2016 s’était annoncée sous les meilleurs auspices qui puissent être. 2015 s’en était allée avec son lot de malheurs, notamment ces mouvements d’humeur itératifs du Régiment de sécurité présidentielle (RSP) dont le bouquet final sera la mise en pièces mi-septembre du « coup d’Etat le plus bête du monde ».
L’horizon était dès lors dégagé pour les premières élections vraiment ouvertes de la IVe République qui verront la victoire du MPP Roch Marc Christian Kaboré à la présidence. Et comme on le voit dans les démocraties matures, le perdant, l’UPC Zéphirin Diabré s’en était allé féliciter le vainqueur avant même la proclamation des résultats provisoires. Puis le nouvel élu avait prêté serment en fin d’année le 29 décembre.
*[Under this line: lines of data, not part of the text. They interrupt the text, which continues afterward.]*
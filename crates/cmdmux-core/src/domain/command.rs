//! Command value objects: identifiers, payloads and outputs.

use std::fmt;

use serde::{Deserialize, Serialize};
use serde_json::Value;
use uuid::Uuid;

/// Unique identifier of a queued command
#[derive(Debug, Clone, Copy, PartialEq, Eq, Hash, Serialize, Deserialize)]
#[serde(transparent)]
pub struct CommandId(Uuid);

impl CommandId {
    pub fn new() -> Self {
        Self(Uuid::new_v4())
    }

    pub fn as_uuid(&self) -> &Uuid {
        &self.0
    }
}

impl Default for CommandId {
    fn default() -> Self {
        Self::new()
    }
}

impl fmt::Display for CommandId {
    fn fmt(&self, f: &mut fmt::Formatter<'_>) -> fmt::Result {
        self.0.fmt(f)
    }
}

impl From<Uuid> for CommandId {
    fn from(id: Uuid) -> Self {
        Self(id)
    }
}

/// The work handed to an executor.
///
/// `name` is the command reference kept in history. `params` is opaque to the
/// orchestration layer and only interpreted by executors.
#[derive(Debug, Clone, PartialEq, Serialize, Deserialize)]
pub struct CommandPayload {
    pub name: String,
    #[serde(default)]
    pub params: Value,
}

impl CommandPayload {
    /// Create a payload with no parameters
    pub fn new(name: impl Into<String>) -> Self {
        Self {
            name: name.into(),
            params: Value::Null,
        }
    }

    pub fn with_params(mut self, params: Value) -> Self {
        self.params = params;
        self
    }
}

/// Output of a finished command
#[derive(Debug, Clone, Default, PartialEq, Eq, Serialize, Deserialize)]
pub struct CommandOutput {
    pub stdout: String,
    pub stderr: String,
    pub exit_code: i32,
}

impl CommandOutput {
    /// Successful output with the given stdout
    pub fn success(stdout: impl Into<String>) -> Self {
        Self {
            stdout: stdout.into(),
            stderr: String::new(),
            exit_code: 0,
        }
    }

    /// Failed output with the given stderr and exit code
    pub fn failure(stderr: impl Into<String>, exit_code: i32) -> Self {
        Self {
            stdout: String::new(),
            stderr: stderr.into(),
            exit_code,
        }
    }

    pub fn is_success(&self) -> bool {
        self.exit_code == 0
    }
}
Que pouvait-on rêver de plus pour tourner la page de 24 longs mois de turbulences socio-politiques qui ont fait vaciller le pays à plusieurs reprises ? La respiration démocratique aidant, tous les espoirs étaient donc permis. Ne manquait plus que la reprise économique dont ce nouvel environnement devait être forcément porteur. Espoir de très courte durée, littéralement douché dès le 15 janvier. Le rêve de lendemains qui chantent s’était subitement transformé en cauchemar par une froide nuit de vendredi sur l’avenue Kwamé N’Krumah où une attaque terroriste portant la signature d’Al Mourabitoune faisait une trentaine de morts et de nombreux blessés. Ouagadougou frappée au cœur saigne, le Burkina pleure. Sans se douter le moins du monde que cette mare de sang sera le fil rouge qui l’accompagnera tout le long de l’année marquée pour ainsi dire du sceau de l’infamie.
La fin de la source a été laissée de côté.